** Given information follows **
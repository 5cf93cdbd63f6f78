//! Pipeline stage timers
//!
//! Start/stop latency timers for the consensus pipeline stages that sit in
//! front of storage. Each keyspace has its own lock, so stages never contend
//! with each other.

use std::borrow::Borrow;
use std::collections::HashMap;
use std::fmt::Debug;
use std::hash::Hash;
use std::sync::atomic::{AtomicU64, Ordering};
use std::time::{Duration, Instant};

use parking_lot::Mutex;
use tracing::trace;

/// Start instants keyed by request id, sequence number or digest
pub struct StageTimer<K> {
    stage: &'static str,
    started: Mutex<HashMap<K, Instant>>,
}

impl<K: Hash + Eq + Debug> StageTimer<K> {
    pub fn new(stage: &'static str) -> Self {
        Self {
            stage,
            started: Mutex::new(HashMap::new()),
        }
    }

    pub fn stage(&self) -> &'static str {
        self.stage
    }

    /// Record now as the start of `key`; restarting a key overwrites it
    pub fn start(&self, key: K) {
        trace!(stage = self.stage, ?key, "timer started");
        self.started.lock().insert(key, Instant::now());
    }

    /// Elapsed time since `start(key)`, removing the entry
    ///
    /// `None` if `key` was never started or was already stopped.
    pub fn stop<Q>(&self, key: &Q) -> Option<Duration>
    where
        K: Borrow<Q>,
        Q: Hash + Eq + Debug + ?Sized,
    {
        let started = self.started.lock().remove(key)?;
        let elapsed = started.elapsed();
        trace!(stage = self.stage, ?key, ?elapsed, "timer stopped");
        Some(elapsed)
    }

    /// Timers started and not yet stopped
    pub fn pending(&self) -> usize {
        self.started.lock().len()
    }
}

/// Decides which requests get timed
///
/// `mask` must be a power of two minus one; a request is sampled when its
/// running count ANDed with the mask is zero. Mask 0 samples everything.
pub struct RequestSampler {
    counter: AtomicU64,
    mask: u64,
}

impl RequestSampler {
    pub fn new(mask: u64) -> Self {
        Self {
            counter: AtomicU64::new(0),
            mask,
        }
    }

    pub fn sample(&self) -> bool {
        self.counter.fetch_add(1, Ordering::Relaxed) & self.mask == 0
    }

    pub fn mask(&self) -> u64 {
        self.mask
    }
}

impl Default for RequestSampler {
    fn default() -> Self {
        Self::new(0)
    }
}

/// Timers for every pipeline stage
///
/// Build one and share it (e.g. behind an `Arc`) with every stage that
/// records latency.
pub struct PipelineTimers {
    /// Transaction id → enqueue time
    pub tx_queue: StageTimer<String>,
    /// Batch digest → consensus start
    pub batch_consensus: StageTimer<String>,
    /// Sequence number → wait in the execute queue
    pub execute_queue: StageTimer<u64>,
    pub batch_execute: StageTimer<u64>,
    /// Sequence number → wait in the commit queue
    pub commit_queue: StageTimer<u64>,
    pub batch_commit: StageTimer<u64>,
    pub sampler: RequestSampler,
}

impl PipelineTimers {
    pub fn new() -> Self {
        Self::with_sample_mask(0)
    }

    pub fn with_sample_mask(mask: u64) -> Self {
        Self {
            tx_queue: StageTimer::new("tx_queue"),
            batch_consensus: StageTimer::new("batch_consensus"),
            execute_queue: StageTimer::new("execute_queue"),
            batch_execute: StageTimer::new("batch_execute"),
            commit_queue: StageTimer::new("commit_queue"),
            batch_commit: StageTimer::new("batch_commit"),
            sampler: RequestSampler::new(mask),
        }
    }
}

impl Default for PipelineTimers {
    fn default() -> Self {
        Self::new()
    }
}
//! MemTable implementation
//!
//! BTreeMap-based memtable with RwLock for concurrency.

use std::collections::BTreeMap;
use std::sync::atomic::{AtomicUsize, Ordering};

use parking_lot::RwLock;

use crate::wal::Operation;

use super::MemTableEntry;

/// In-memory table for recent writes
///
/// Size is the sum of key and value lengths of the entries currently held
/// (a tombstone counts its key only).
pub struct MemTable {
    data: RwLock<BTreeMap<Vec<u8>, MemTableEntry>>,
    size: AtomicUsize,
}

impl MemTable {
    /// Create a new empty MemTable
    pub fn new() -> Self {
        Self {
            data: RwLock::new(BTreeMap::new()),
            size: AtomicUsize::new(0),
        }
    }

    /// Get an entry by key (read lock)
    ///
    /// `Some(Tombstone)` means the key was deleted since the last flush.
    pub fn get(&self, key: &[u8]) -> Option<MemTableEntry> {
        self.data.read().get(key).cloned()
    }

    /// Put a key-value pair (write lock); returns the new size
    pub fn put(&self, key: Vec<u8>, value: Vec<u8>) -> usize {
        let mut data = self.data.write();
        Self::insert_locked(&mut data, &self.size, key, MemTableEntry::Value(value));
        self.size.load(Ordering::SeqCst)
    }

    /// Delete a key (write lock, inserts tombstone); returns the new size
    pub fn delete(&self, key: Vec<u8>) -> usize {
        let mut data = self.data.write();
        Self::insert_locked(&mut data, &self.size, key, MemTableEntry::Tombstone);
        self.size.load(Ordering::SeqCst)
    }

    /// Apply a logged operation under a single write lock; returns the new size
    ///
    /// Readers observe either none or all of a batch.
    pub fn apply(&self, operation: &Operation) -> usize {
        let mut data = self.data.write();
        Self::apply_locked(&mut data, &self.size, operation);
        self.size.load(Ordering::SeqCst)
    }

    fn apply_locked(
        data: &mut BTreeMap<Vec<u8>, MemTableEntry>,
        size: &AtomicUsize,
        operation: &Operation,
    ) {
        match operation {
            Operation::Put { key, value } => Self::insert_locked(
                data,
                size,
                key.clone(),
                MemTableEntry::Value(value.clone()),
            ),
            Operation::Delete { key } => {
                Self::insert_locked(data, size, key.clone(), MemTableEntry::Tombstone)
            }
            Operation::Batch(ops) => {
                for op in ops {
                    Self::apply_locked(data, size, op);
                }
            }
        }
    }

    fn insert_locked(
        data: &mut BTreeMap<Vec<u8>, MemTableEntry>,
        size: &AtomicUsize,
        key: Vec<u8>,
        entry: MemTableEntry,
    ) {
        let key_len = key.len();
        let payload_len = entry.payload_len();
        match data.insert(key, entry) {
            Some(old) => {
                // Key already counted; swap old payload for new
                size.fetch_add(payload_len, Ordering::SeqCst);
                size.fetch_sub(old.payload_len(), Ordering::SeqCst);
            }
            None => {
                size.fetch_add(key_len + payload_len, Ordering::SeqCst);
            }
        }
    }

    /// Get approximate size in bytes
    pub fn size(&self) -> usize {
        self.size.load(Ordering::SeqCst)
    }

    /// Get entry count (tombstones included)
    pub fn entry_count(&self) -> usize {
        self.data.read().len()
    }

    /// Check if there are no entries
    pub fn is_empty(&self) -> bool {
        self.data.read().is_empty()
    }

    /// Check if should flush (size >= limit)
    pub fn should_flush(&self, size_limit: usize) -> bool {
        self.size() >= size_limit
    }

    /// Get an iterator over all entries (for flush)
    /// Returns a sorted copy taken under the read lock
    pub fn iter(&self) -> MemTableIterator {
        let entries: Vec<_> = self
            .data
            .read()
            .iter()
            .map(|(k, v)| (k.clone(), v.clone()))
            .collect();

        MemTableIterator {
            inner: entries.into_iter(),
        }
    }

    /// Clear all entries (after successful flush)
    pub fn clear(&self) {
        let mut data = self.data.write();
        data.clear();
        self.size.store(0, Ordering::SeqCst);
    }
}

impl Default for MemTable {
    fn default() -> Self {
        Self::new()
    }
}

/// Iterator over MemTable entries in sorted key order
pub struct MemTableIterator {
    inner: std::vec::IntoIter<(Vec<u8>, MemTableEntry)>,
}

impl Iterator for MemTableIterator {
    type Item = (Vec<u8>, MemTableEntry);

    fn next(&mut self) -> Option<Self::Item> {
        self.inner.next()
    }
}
** End of Given information **
_Exercise prompt_.
Go through the records and repeat each one exactly as written.

_Answer to this exercise_.
repository 5cf93cdbd63f6f78
//! Pipeline stage timers
//!
//! Start/stop latency timers for the consensus pipeline stages that sit in
//! front of storage. Each keyspace has its own lock, so stages never contend
//! with each other.

use std::borrow::Borrow;
use std::collections::HashMap;
use std::fmt::Debug;
use std::hash::Hash;
use std::sync::atomic::{AtomicU64, Ordering};
use std::time::{Duration, Instant};

use parking_lot::Mutex;
use tracing::trace;

/// Start instants keyed by request id, sequence number or digest
pub struct StageTimer<K> {
    stage: &'static str,
    started: Mutex<HashMap<K, Instant>>,
}

impl<K: Hash + Eq + Debug> StageTimer<K> {
    pub fn new(stage: &'static str) -> Self {
        Self {
            stage,
            started: Mutex::new(HashMap::new()),
        }
    }

    pub fn stage(&self) -> &'static str {
        self.stage
    }

    /// Record now as the start of `key`; restarting a key overwrites it
    pub fn start(&self, key: K) {
        trace!(stage = self.stage, ?key, "timer started");
        self.started.lock().insert(key, Instant::now());
    }

    /// Elapsed time since `start(key)`, removing the entry
    ///
    /// `None` if `key` was never started or was already stopped.
    pub fn stop<Q>(&self, key: &Q) -> Option<Duration>
    where
        K: Borrow<Q>,
        Q: Hash + Eq + Debug + ?Sized,
    {
        let started = self.started.lock().remove(key)?;
        let elapsed = started.elapsed();
        trace!(stage = self.stage, ?key, ?elapsed, "timer stopped");
        Some(elapsed)
    }

    /// Timers started and not yet stopped
    pub fn pending(&self) -> usize {
        self.started.lock().len()
    }
}

/// Decides which requests get timed
///
/// `mask` must be a power of two minus one; a request is sampled when its
/// running count ANDed with the mask is zero. Mask 0 samples everything.
pub struct RequestSampler {
    counter: AtomicU64,
    mask: u64,
}

impl RequestSampler {
    pub fn new(mask: u64) -> Self {
        Self {
            counter: AtomicU64::new(0),
            mask,
        }
    }

    pub fn sample(&self) -> bool {
        self.counter.fetch_add(1, Ordering::Relaxed) & self.mask == 0
    }

    pub fn mask(&self) -> u64 {
        self.mask
    }
}

impl Default for RequestSampler {
    fn default() -> Self {
        Self::new(0)
    }
}

/// Timers for every pipeline stage
///
/// Build one and share it (e.g. behind an `Arc`) with every stage that
/// records latency.
pub struct PipelineTimers {
    /// Transaction id → enqueue time
    pub tx_queue: StageTimer<String>,
    /// Batch digest → consensus start
    pub batch_consensus: StageTimer<String>,
    /// Sequence number → wait in the execute queue
    pub execute_queue: StageTimer<u64>,
    pub batch_execute: StageTimer<u64>,
    /// Sequence number → wait in the commit queue
    pub commit_queue: StageTimer<u64>,
    pub batch_commit: StageTimer<u64>,
    pub sampler: RequestSampler,
}

impl PipelineTimers {
    pub fn new() -> Self {
        Self::with_sample_mask(0)
    }

    pub fn with_sample_mask(mask: u64) -> Self {
        Self {
            tx_queue: StageTimer::new("tx_queue"),
            batch_consensus: StageTimer::new("batch_consensus"),
            execute_queue: StageTimer::new("execute_queue"),
            batch_execute: StageTimer::new("batch_execute"),
            commit_queue: StageTimer::new("commit_queue"),
            batch_commit: StageTimer::new("batch_commit"),
            sampler: RequestSampler::new(mask),
        }
    }
}

impl Default for PipelineTimers {
    fn default() -> Self {
        Self::new()
    }
}
//! MemTable implementation
//!
//! BTreeMap-based memtable with RwLock for concurrency.

use std::collections::BTreeMap;
use std::sync::atomic::{AtomicUsize, Ordering};

use parking_lot::RwLock;

use crate::wal::Operation;

use super::MemTableEntry;

/// In-memory table for recent writes
///
/// Size is the sum of key and value lengths of the entries currently held
/// (a tombstone counts its key only).
pub struct MemTable {
    data: RwLock<BTreeMap<Vec<u8>, MemTableEntry>>,
    size: AtomicUsize,
}

impl MemTable {
    /// Create a new empty MemTable
    pub fn new() -> Self {
        Self {
            data: RwLock::new(BTreeMap::new()),
            size: AtomicUsize::new(0),
        }
    }

    /// Get an entry by key (read lock)
    ///
    /// `Some(Tombstone)` means the key was deleted since the last flush.
    pub fn get(&self, key: &[u8]) -> Option<MemTableEntry> {
        self.data.read().get(key).cloned()
    }

    /// Put a key-value pair (write lock); returns the new size
    pub fn put(&self, key: Vec<u8>, value: Vec<u8>) -> usize {
        let mut data = self.data.write();
        Self::insert_locked(&mut data, &self.size, key, MemTableEntry::Value(value));
        self.size.load(Ordering::SeqCst)
    }

    /// Delete a key (write lock, inserts tombstone); returns the new size
    pub fn delete(&self, key: Vec<u8>) -> usize {
        let mut data = self.data.write();
        Self::insert_locked(&mut data, &self.size, key, MemTableEntry::Tombstone);
        self.size.load(Ordering::SeqCst)
    }

    /// Apply a logged operation under a single write lock; returns the new size
    ///
    /// Readers observe either none or all of a batch.
    pub fn apply(&self, operation: &Operation) -> usize {
        let mut data = self.data.write();
        Self::apply_locked(&mut data, &self.size, operation);
        self.size.load(Ordering::SeqCst)
    }

    fn apply_locked(
        data: &mut BTreeMap<Vec<u8>, MemTableEntry>,
        size: &AtomicUsize,
        operation: &Operation,
    ) {
        match operation {
            Operation::Put { key, value } => Self::insert_locked(
                data,
                size,
                key.clone(),
                MemTableEntry::Value(value.clone()),
            ),
            Operation::Delete { key } => {
                Self::insert_locked(data, size, key.clone(), MemTableEntry::Tombstone)
            }
            Operation::Batch(ops) => {
                for op in ops {
                    Self::apply_locked(data, size, op);
                }
            }
        }
    }

    fn insert_locked(
        data: &mut BTreeMap<Vec<u8>, MemTableEntry>,
        size: &AtomicUsize,
        key: Vec<u8>,
        entry: MemTableEntry,
    ) {
        let key_len = key.len();
        let payload_len = entry.payload_len();
        match data.insert(key, entry) {
            Some(old) => {
                // Key already counted; swap old payload for new
                size.fetch_add(payload_len, Ordering::SeqCst);
                size.fetch_sub(old.payload_len(), Ordering::SeqCst);
            }
            None => {
                size.fetch_add(key_len + payload_len, Ordering::SeqCst);
            }
        }
    }

    /// Get approximate size in bytes
    pub fn size(&self) -> usize {
        self.size.load(Ordering::SeqCst)
    }

    /// Get entry count (tombstones included)
    pub fn entry_count(&self) -> usize {
        self.data.read().len()
    }

    /// Check if there are no entries
    pub fn is_empty(&self) -> bool {
        self.data.read().is_empty()
    }

    /// Check if should flush (size >= limit)
    pub fn should_flush(&self, size_limit: usize) -> bool {
        self.size() >= size_limit
    }

    /// Get an iterator over all entries (for flush)
    /// Returns a sorted copy taken under the read lock
    pub fn iter(&self) -> MemTableIterator {
        let entries: Vec<_> = self
            .data
            .read()
            .iter()
            .map(|(k, v)| (k.clone(), v.clone()))
            .collect();

        MemTableIterator {
            inner: entries.into_iter(),
        }
    }

    /// Clear all entries (after successful flush)
    pub fn clear(&self) {
        let mut data = self.data.write();
        data.clear();
        self.size.store(0, Ordering::SeqCst);
    }
}

impl Default for MemTable {
    fn default() -> Self {
        Self::new()
    }
}

/// Iterator over MemTable entries in sorted key order
pub struct MemTableIterator {
    inner: std::vec::IntoIter<(Vec<u8>, MemTableEntry)>,
}

impl Iterator for MemTableIterator {
    type Item = (Vec<u8>, MemTableEntry);

    fn next(&mut self) -> Option<Self::Item> {
        self.inner.next()
    }
}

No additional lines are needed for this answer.